◆ What the task requires:
When you reach the line in the listing below that contains "for &next in", begin returning lines exactly as written, and stop after the line that contains "ready.push_back(next);". Return no other lines.

######

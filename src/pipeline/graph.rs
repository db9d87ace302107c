//! Stage dependency graph
//!
//! Resolves declared column dependencies into an execution plan: a list of
//! layers, where every stage in a layer only reads columns produced by
//! earlier layers (or base columns) and stages within a layer write
//! disjoint columns.

use crate::error::{FeatureError, Result};
use crate::pipeline::stage::{Stage, StageKind};
use crate::types::BASE_COLUMNS;
use hashbrown::HashMap;
use std::collections::VecDeque;

/// Ordered layers of stage indices
#[derive(Debug, Clone, PartialEq, Eq)]
pub struct ExecutionPlan {
    layers: Vec<Vec<usize>>,
}

impl ExecutionPlan {
    /// Validate the stages and compute their execution order.
    ///
    /// Reshape stages run first and Label stages last, each alone in its
    /// layer. Feature stages are grouped into layers by Kahn's algorithm.
    pub fn build(stages: &[Box<dyn Stage>]) -> Result<Self> {
        let producers = producer_index(stages)?;
        let dependencies = resolve_dependencies(stages, &producers)?;

        let mut layers = Vec::new();
        for kind in [StageKind::Reshape, StageKind::Features, StageKind::Label] {
            let members: Vec<usize> = (0..stages.len())
                .filter(|&i| stages[i].kind() == kind)
                .collect();
            let kind_layers = layer_by_dependencies(stages, &members, &dependencies)?;

            if kind == StageKind::Features {
                layers.extend(kind_layers);
            } else {
                layers.extend(kind_layers.into_iter().flatten().map(|i| vec![i]));
            }
        }

        Ok(Self { layers })
    }

    pub fn layers(&self) -> &[Vec<usize>] {
        &self.layers
    }

    /// Stage indices in execution order
    pub fn order(&self) -> impl Iterator<Item = usize> + '_ {
        self.layers.iter().flatten().copied()
    }
}

fn phase(kind: StageKind) -> u8 {
    match kind {
        StageKind::Reshape => 0,
        StageKind::Features => 1,
        StageKind::Label => 2,
    }
}

/// Map every produced column to its single producing stage
fn producer_index(stages: &[Box<dyn Stage>]) -> Result<HashMap<String, usize>> {
    let mut producers = HashMap::new();
    for (i, stage) in stages.iter().enumerate() {
        for column in stage.produces() {
            if BASE_COLUMNS.contains(&column.as_str()) || producers.contains_key(&column) {
                return Err(FeatureError::ColumnCollision(column));
            }
            producers.insert(column, i);
        }
    }
    Ok(producers)
}

/// Producing stages each stage depends on
fn resolve_dependencies(
    stages: &[Box<dyn Stage>],
    producers: &HashMap<String, usize>,
) -> Result<Vec<Vec<usize>>> {
    let mut dependencies = Vec::with_capacity(stages.len());

    for (i, stage) in stages.iter().enumerate() {
        let mut deps = Vec::new();
        for column in stage.requires() {
            if BASE_COLUMNS.contains(&column.as_str()) {
                continue;
            }

            let producer = *producers.get(&column).ok_or_else(|| FeatureError::MissingDependency {
                stage: stage.name().to_string(),
                column: column.clone(),
            })?;

            if producer == i {
                return Err(FeatureError::DependencyCycle(format!(
                    "{} reads its own column {}",
                    stage.name(),
                    column
                )));
            }

            if phase(stages[producer].kind()) > phase(stage.kind()) {
                return Err(FeatureError::DependencyCycle(format!(
                    "{} ({:?}) cannot read {} from later stage {} ({:?})",
                    stage.name(),
                    stage.kind(),
                    column,
                    stages[producer].name(),
                    stages[producer].kind()
                )));
            }

            if !deps.contains(&producer) {
                deps.push(producer);
            }
        }
        dependencies.push(deps);
    }

    Ok(dependencies)
}

/// Kahn's algorithm restricted to `members`; dependencies outside the set
/// belong to an earlier phase and are already satisfied.
fn layer_by_dependencies(
    stages: &[Box<dyn Stage>],
    members: &[usize],
    dependencies: &[Vec<usize>],
) -> Result<Vec<Vec<usize>>> {
    let mut in_degree: HashMap<usize, usize> = members
        .iter()
        .map(|&i| {
            let count = dependencies[i].iter().filter(|d| members.contains(*d)).count();
            (i, count)
        })
        .collect();

    let mut ready: VecDeque<usize> = members
        .iter()
        .copied()
        .filter(|i| in_degree[i] == 0)
        .collect();
    let mut layers = Vec::new();
    let mut placed = 0;

    while !ready.is_empty() {
        let mut layer: Vec<usize> = ready.drain(..).collect();
        layer.sort_unstable();

        for &done in &layer {
            for &next in members {
                if dependencies[next].contains(&done) {
                    let degree = in_degree.entry(next).or_insert(0);
                    *degree -= 1;
                    if *degree == 0 {
                        ready.push_back(next);
                    }
                }
            }
        }

        placed += layer.len();
        layers.push(layer);
    }

    if placed != members.len() {
        let stuck: Vec<&str> = members
            .iter()
            .filter(|i| in_degree[*i] > 0)
            .map(|&i| stages[i].name())
            .collect();
        return Err(FeatureError::DependencyCycle(stuck.join(", ")));
    }

    Ok(layers)
}
//! Trend indicators: MACD, moving-average spread and Parabolic SAR

use crate::error::{FeatureError, Result};
use crate::indicators::ema::ExponentialMovingAverage;
use crate::indicators::rolling::rolling_mean;

/// MACD line, signal line and their difference
#[derive(Debug, Clone)]
pub struct MacdSeries {
    pub line: Vec<f64>,
    pub signal: Vec<f64>,
    pub diff: Vec<f64>,
}

/// Moving Average Convergence/Divergence over closes.
///
/// EMAs start at the first close with no warm-up, so early rows are defined
/// but unstable.
pub fn macd(close: &[f64], fast: usize, slow: usize, signal: usize) -> MacdSeries {
    let ema_fast = ExponentialMovingAverage::compute(fast, close);
    let ema_slow = ExponentialMovingAverage::compute(slow, close);

    let line: Vec<f64> = ema_fast.iter().zip(&ema_slow).map(|(f, s)| f - s).collect();
    let signal = ExponentialMovingAverage::compute(signal, &line);
    let diff = line.iter().zip(&signal).map(|(l, s)| l - s).collect();

    MacdSeries { line, signal, diff }
}

/// Short and long simple moving averages and their spread
#[derive(Debug, Clone)]
pub struct MovingAverageSpread {
    pub short: Vec<f64>,
    pub long: Vec<f64>,
    pub spread: Vec<f64>,
}

pub fn moving_average_spread(close: &[f64], short: usize, long: usize) -> MovingAverageSpread {
    let short = rolling_mean(close, short);
    let long = rolling_mean(close, long);
    let spread = short.iter().zip(&long).map(|(s, l)| s - l).collect();
    MovingAverageSpread {
        short,
        long,
        spread,
    }
}

/// Acceleration schedule for the Parabolic SAR
#[derive(Debug, Clone, Copy)]
pub struct SarAcceleration {
    pub start: f64,
    pub step: f64,
    pub max: f64,
}

impl Default for SarAcceleration {
    fn default() -> Self {
        Self {
            start: 0.02,
            step: 0.02,
            max: 0.2,
        }
    }
}

/// Parabolic Stop-And-Reverse state machine.
///
/// Trend extremes and reseeds are taken from closes, not highs/lows; highs
/// and lows only decide when the trend reverses. The acceleration factor is
/// never reset on reversal.
#[derive(Debug, Clone)]
pub struct ParabolicSar {
    uptrend: bool,
    prior_sar: f64,
    extreme_point: f64,
    acceleration: f64,
    accel: SarAcceleration,
}

impl ParabolicSar {
    /// Seed a downtrend from the opening closes: the stop starts at their
    /// maximum and the extreme point at their minimum.
    pub fn seed(seed_closes: &[f64], accel: SarAcceleration) -> Result<Self> {
        if seed_closes.is_empty() {
            return Err(FeatureError::insufficient("sar", 1, 0));
        }
        let mut sar = Self {
            uptrend: false,
            prior_sar: f64::NAN,
            extreme_point: f64::NAN,
            acceleration: accel.start,
            accel,
        };
        sar.reseed(seed_closes);
        Ok(sar)
    }

    fn reseed(&mut self, closes: &[f64]) {
        let highest = closes.iter().copied().fold(f64::NEG_INFINITY, f64::max);
        let lowest = closes.iter().copied().fold(f64::INFINITY, f64::min);
        if self.uptrend {
            self.prior_sar = lowest;
            self.extreme_point = highest;
        } else {
            self.prior_sar = highest;
            self.extreme_point = lowest;
        }
    }

    fn accelerate(&mut self) {
        self.acceleration = self.accel.max.min(self.acceleration + self.accel.step);
    }

    /// Advance one row and return its SAR.
    ///
    /// `window` is the closes from `step` rows back up to and including the
    /// current row; on a reversal the new extreme point is reseeded from it.
    /// The stop carried into the next row is always this row's SAR.
    pub fn update(&mut self, high: f64, low: f64, close: f64, window: &[f64]) -> f64 {
        let sar;
        if self.uptrend {
            sar = self.prior_sar + self.acceleration * (self.extreme_point - self.prior_sar);
            if low < sar {
                self.uptrend = false;
                self.reseed(window);
            } else if close > self.extreme_point {
                self.extreme_point = close;
                self.accelerate();
            }
        } else {
            sar = self.prior_sar - self.acceleration * (self.prior_sar - self.extreme_point);
            if high > sar {
                self.uptrend = true;
                self.reseed(window);
            } else if close < self.extreme_point {
                self.extreme_point = close;
                self.accelerate();
            }
        }

        self.prior_sar = sar;
        sar
    }

    pub fn is_uptrend(&self) -> bool {
        self.uptrend
    }

    pub fn extreme_point(&self) -> f64 {
        self.extreme_point
    }

    pub fn acceleration(&self) -> f64 {
        self.acceleration
    }

    pub fn prior_sar(&self) -> f64 {
        self.prior_sar
    }
}

/// Parabolic SAR over a full series. Rows before `step` are undefined.
///
/// Fails when fewer than `step` rows exist since there is nothing to seed from.
pub fn parabolic_sar(
    high: &[f64],
    low: &[f64],
    close: &[f64],
    step: usize,
    accel: SarAcceleration,
) -> Result<Vec<f64>> {
    let n = close.len();
    if step == 0 || n < step {
        return Err(FeatureError::insufficient("sar", step.max(1), n));
    }

    let mut state = ParabolicSar::seed(&close[..step], accel)?;
    let mut out = vec![f64::NAN; n];
    for i in step..n {
        out[i] = state.update(high[i], low[i], close[i], &close[i - step..=i]);
    }

    Ok(out)
}
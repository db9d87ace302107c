//! Momentum indicators: Stochastic Oscillator, CCI and Wilder RSI

use crate::error::{FeatureError, Result};
use crate::indicators::rolling::{rolling_max, rolling_mean, rolling_min};

/// Fast %K over closes: position of the close inside its trailing
/// `window`-row close range, scaled to 0..100.
///
/// A flat window divides by zero and is left undefined.
pub fn stochastic_oscillator(close: &[f64], window: usize) -> Vec<f64> {
    let lowest = rolling_min(close, window);
    let highest = rolling_max(close, window);

    close
        .iter()
        .zip(lowest.iter().zip(&highest))
        .map(|(c, (lo, hi))| (c - lo) / (hi - lo) * 100.0)
        .collect()
}

/// Commodity Channel Index on typical prices.
///
/// The mean deviation is itself a trailing mean of each row's distance from
/// its own rolling mean, so the first defined value sits at row
/// `2 * window - 2`.
pub fn commodity_channel_index(typical_price: &[f64], window: usize, scale: f64) -> Vec<f64> {
    let mean = rolling_mean(typical_price, window);
    let deviation: Vec<f64> = typical_price
        .iter()
        .zip(&mean)
        .map(|(tp, m)| (tp - m).abs())
        .collect();
    let mean_deviation = rolling_mean(&deviation, window);

    typical_price
        .iter()
        .zip(mean.iter().zip(&mean_deviation))
        .map(|(tp, (m, md))| (tp - m) / (scale * md))
        .collect()
}

/// `rs` used in place of an infinite ratio when the average loss is zero
pub const RS_WHEN_NO_LOSS: f64 = 100.0;

/// Wilder-smoothed RSI accumulator over one-row price changes.
///
/// Each row updates exactly one side: a positive change feeds `avg_gain`,
/// anything else feeds `avg_loss`, and the other side is carried unchanged.
/// With no losses the ratio is pinned at [`RS_WHEN_NO_LOSS`], so the RSI
/// ceiling is `100 - 100 / 101` rather than 100.
#[derive(Debug, Clone)]
pub struct WilderRsi {
    period: usize,
    avg_gain: f64,
    avg_loss: f64,
}

impl WilderRsi {
    /// Seed averages from the first `period` changes. Undefined changes
    /// count towards neither side.
    pub fn seed(changes: &[f64], period: usize) -> Result<Self> {
        if period == 0 || changes.len() < period {
            return Err(FeatureError::insufficient("rsi", period.max(1), changes.len()));
        }

        let window = &changes[..period];
        let gains: f64 = window.iter().filter(|&&c| c > 0.0).sum();
        let losses: f64 = window.iter().filter(|&&c| c < 0.0).sum();

        Ok(Self {
            period,
            avg_gain: gains / period as f64,
            avg_loss: losses.abs() / period as f64,
        })
    }

    /// Fold one change into the averages and return the RSI
    pub fn update(&mut self, change: f64) -> f64 {
        let carry = (self.period - 1) as f64;
        let period = self.period as f64;

        if change > 0.0 {
            self.avg_gain = (self.avg_gain * carry + change) / period;
        } else {
            self.avg_loss = (self.avg_loss * carry + change.abs()) / period;
        }

        self.value()
    }

    /// RSI from the current averages
    pub fn value(&self) -> f64 {
        let rs = if self.avg_loss == 0.0 {
            RS_WHEN_NO_LOSS
        } else {
            self.avg_gain / self.avg_loss
        };
        100.0 - 100.0 / (1.0 + rs)
    }

    pub fn avg_gain(&self) -> f64 {
        self.avg_gain
    }

    pub fn avg_loss(&self) -> f64 {
        self.avg_loss
    }
}

/// RSI over a full change series. The first `period` rows only seed the
/// averages and are undefined.
pub fn rsi(changes: &[f64], period: usize) -> Result<Vec<f64>> {
    let mut state = WilderRsi::seed(changes, period)?;
    let mut out = vec![f64::NAN; changes.len()];
    for (i, &change) in changes.iter().enumerate().skip(period) {
        out[i] = state.update(change);
    }
    Ok(out)
}

#[cfg(test)]
mod tests {
    use super::*;
    use approx::assert_relative_eq;

    #[test]
    fn test_stochastic_range() {
        let close = [1.0, 2.0, 3.0, 2.0, 1.5];
        let k = stochastic_oscillator(&close, 3);
        assert!(k[0].is_nan() && k[1].is_nan());
        assert_relative_eq!(k[2], 100.0);
        assert_relative_eq!(k[3], 0.0);
        assert_relative_eq!(k[4], 0.0);
    }

    #[test]
    fn test_stochastic_flat_window_undefined() {
        let k = stochastic_oscillator(&[5.0; 6], 3);
        assert!(k[2..].iter().all(|v| v.is_nan()));
    }

    #[test]
    fn test_cci_warmup_and_scale() {
        let tp: Vec<f64> = (0..10).map(|i| if i % 2 == 0 { 10.0 } else { 12.0 }).collect();
        let cci = commodity_channel_index(&tp, 3, 0.15);
        assert!(cci[..4].iter().all(|v| v.is_nan()));
        assert!(cci[4..].iter().all(|v| v.is_finite()));

        // Row 4: tp = 10, mean = 32/3, deviations over rows 2..=4 are all 2/3
        assert_relative_eq!(cci[4], (10.0 - 32.0 / 3.0) / (0.15 * (2.0 / 3.0)), epsilon = 1e-9);
    }

    #[test]
    fn test_cci_constant_undefined() {
        let cci = commodity_channel_index(&[7.0; 10], 3, 0.15);
        assert!(cci[4..].iter().all(|v| v.is_nan()));
    }

    #[test]
    fn test_wilder_seed_and_recurrence() {
        // 14 changes: gains sum to 14, losses sum to 7
        let changes = [2.0, -1.0].repeat(7);
        let mut state = WilderRsi::seed(&changes, 14).unwrap();
        assert_relative_eq!(state.avg_gain(), 1.0);
        assert_relative_eq!(state.avg_loss(), 0.5);
        assert_relative_eq!(state.value(), 100.0 - 100.0 / 3.0);

        // Gain updates only avg_gain
        let value = state.update(3.0);
        assert_relative_eq!(state.avg_gain(), (13.0 + 3.0) / 14.0);
        assert_relative_eq!(state.avg_loss(), 0.5);
        let rs = (16.0 / 14.0) / 0.5;
        assert_relative_eq!(value, 100.0 - 100.0 / (1.0 + rs), epsilon = 1e-12);

        // Zero change counts as a loss-side update
        state.update(0.0);
        assert_relative_eq!(state.avg_loss(), 0.5 * 13.0 / 14.0);
    }

    #[test]
    fn test_no_loss_pins_ratio() {
        let changes = vec![1.0; 20];
        let out = rsi(&changes, 14).unwrap();
        assert!(out[..14].iter().all(|v| v.is_nan()));
        for v in &out[14..] {
            assert_relative_eq!(*v, 100.0 - 100.0 / 101.0);
            assert!((v - 99.0099).abs() < 1e-4);
        }
    }

    #[test]
    fn test_undefined_seed_change_is_ignored() {
        let mut changes = vec![f64::NAN];
        changes.extend(std::iter::repeat(-1.0).take(14));
        let state = WilderRsi::seed(&changes, 14).unwrap();
        assert_eq!(state.avg_gain(), 0.0);
        assert_relative_eq!(state.avg_loss(), 13.0 / 14.0);
        assert_eq!(state.value(), 0.0);
    }

    #[test]
    fn test_rsi_insufficient_history() {
        assert!(matches!(
            rsi(&[1.0; 10], 14),
            Err(FeatureError::InsufficientHistory { required: 14, available: 10, .. })
        ));
    }
}
//! Volume indicators: volume ratio, On-Balance Volume and Chaikin Oscillator

use crate::indicators::ema::ExponentialMovingAverage;
use crate::indicators::rolling::{cumulative_sum, lag};

/// Volume relative to the volume `lookback` rows earlier
pub fn volume_ratio(volume: &[f64], lookback: usize) -> Vec<f64> {
    volume
        .iter()
        .zip(lag(volume, lookback))
        .map(|(v, prev)| v / prev)
        .collect()
}

/// Signed volume for one row: negative when the price change is negative,
/// positive otherwise (including an undefined change).
#[inline]
pub fn signed_volume(volume: f64, change: f64) -> f64 {
    if change < 0.0 {
        -volume
    } else {
        volume
    }
}

/// On-Balance Volume: running sum of [`signed_volume`]
pub fn on_balance_volume(volume: &[f64], changes: &[f64]) -> Vec<f64> {
    let signed: Vec<f64> = volume
        .iter()
        .zip(changes)
        .map(|(&v, &c)| signed_volume(v, c))
        .collect();
    cumulative_sum(&signed)
}

/// Money-flow multiplier, `((close - low) / range) / range`.
///
/// The range divides twice. A zero range is non-finite.
#[inline]
pub fn money_flow_multiplier(high: f64, low: f64, close: f64) -> f64 {
    let range = high - low;
    ((close - low) / range) / range
}

/// Accumulation/Distribution line: running sum of money-flow volume.
///
/// One zero-range row makes this and every later row non-finite.
pub fn accumulation_distribution(high: &[f64], low: &[f64], close: &[f64], volume: &[f64]) -> Vec<f64> {
    let money_flow_volume: Vec<f64> = high
        .iter()
        .zip(low)
        .zip(close.iter().zip(volume))
        .map(|((&h, &l), (&c, &v))| v * money_flow_multiplier(h, l, c))
        .collect();
    cumulative_sum(&money_flow_volume)
}

/// Chaikin Oscillator: fast EMA minus slow EMA of the A/D line.
///
/// Rows where the A/D line is undefined stay undefined instead of repeating
/// the last smoothed value.
pub fn chaikin_oscillator(
    high: &[f64],
    low: &[f64],
    close: &[f64],
    volume: &[f64],
    fast: usize,
    slow: usize,
) -> Vec<f64> {
    let adl = accumulation_distribution(high, low, close, volume);
    let fast = ExponentialMovingAverage::compute(fast, &adl);
    let slow = ExponentialMovingAverage::compute(slow, &adl);
    adl.iter()
        .zip(fast.iter().zip(&slow))
        .map(|(a, (f, s))| if a.is_nan() { f64::NAN } else { f - s })
        .collect()
}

######

◆ Output:
            for &next in members {
                if dependencies[next].contains(&done) {
                    let degree = in_degree.entry(next).or_insert(0);
                    *degree -= 1;
                    if *degree == 0 {
                        ready.push_back(next);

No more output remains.